Non-operating retirement costs increased to $8.3 million from $5.1 million, driven by lower expected returns on pension assets and by higher pension interest cost and expenses associated with multiemployer pension plan withdrawal obligations.
As of September 28, 2014, we had cash, cash equivalents and short- and long-term marketable securities of approximately $966 million and total debt and capital lease obligations of approximately $669 million. Accordingly, our cash, cash equivalents and marketable securities exceeded total debt and capital lease obligations by approximately $296 million. Our cash, cash equivalents and marketable securities decreased since the end of 2013, primarily due to the seasonal payment of approximately $44 million in variable compensation, the repayment of approximately $26 million of loans taken against the cash value of corporate-owned life insurance (“COLI”) policies and a lump-sum cash payment of approximately $24 million related to a pension settlement. We expect the repayment of the COLI loans to reduce net interest expense by approximately $1.5 million annually. Additionally, in the first nine months of 2014, we contributed approximately $12 million to certain qualified pension plans, made income tax payments of approximately $9 million, repaid debt and capital lease obligations of approximately $19 million and paid dividends of approximately $18 million.

On September 18, 2014, our board of directors approved a dividend of $0.04 per share on our Class A and Class B common stock that was paid on October 23, 2014, to all stockholders of record as of the close of business on October 8, 2014. This quarterly dividend has allowed us to return capital to our stockholders while also maintaining the financial flexibility necessary to continue to invest in our transformation and strategic initiatives.
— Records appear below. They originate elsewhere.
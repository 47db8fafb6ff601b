//! duelscript_scanner: Lexer for DuelScript source code.
//!
//! Produces borrowed [`Token`](duelscript_ast::Token)s from source text in a
//! single left-to-right pass. Handles:
//! - `MillenniumEye:` line comments and `ShadowRealm{ ... }` block comments
//! - the `#SetField` directive
//! - string and number literals, identifiers and keywords
//! - the two-character operators `<<`, `>>`, `<=`, `>=`, `!=`, `==`
//!
//! Malformed input is reported through a diagnostic collection and never
//! stops the scan.

mod char_codes;
mod scanner;

pub use scanner::{scan, Scanner};
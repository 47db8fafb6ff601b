use crate::token_kind::TokenKind;
use std::fmt;

/// A scanned token. The lexeme borrows from the source text.
///
/// For string literals the lexeme is the contents without the quotes.
/// The end-of-stream token has an empty lexeme.
#[derive(Debug, Clone, Copy, PartialEq, Eq)]
pub struct Token<'src> {
    pub kind: TokenKind,
    pub lexeme: &'src str,
    /// 1-based source line.
    pub line: u32,
}

impl<'src> Token<'src> {
    #[inline]
    pub fn new(kind: TokenKind, lexeme: &'src str, line: u32) -> Self {
        Self { kind, lexeme, line }
    }

    /// An end-of-stream token on `line`.
    #[inline]
    pub fn eof(line: u32) -> Self {
        Self::new(TokenKind::Eof, "", line)
    }

    #[inline]
    pub fn is_eof(&self) -> bool {
        self.kind == TokenKind::Eof
    }
}

impl fmt::Display for Token<'_> {
    fn fmt(&self, f: &mut fmt::Formatter<'_>) -> fmt::Result {
        write!(f, "Line {}: {} [{}]", self.line, self.kind, self.lexeme)
    }
}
Given current conditions and the expectation of continued volatility in advertising revenue, as well as the early stage of our growth strategy, we believe it is in the best interests of the Company to maintain a conservative balance sheet and a prudent view of our cash flow going forward. Our board of directors will continue to evaluate the appropriate dividend level on an ongoing basis in light of our earnings, capital requirements, financial condition, restrictions in any existing indebtedness and other relevant factors.

Recent Developments

Workforce Reductions
On October 1, 2014, we announced certain cost-saving efforts that will result in a number of workforce reductions under our severance plan. We expect these efforts will allow us to strengthen our operating efficiencies while continuing to safeguard the quality of our journalism and invest in our digital products and strategic initiatives. We recognized severance costs of $21.4 million in the third quarter of 2014 (substantially all of which are related to these workforce reductions) and $26.7 million in the first nine months of 2014. See Note 7 of our Condensed Consolidated Financial Statements for additional information regarding these workforce reductions.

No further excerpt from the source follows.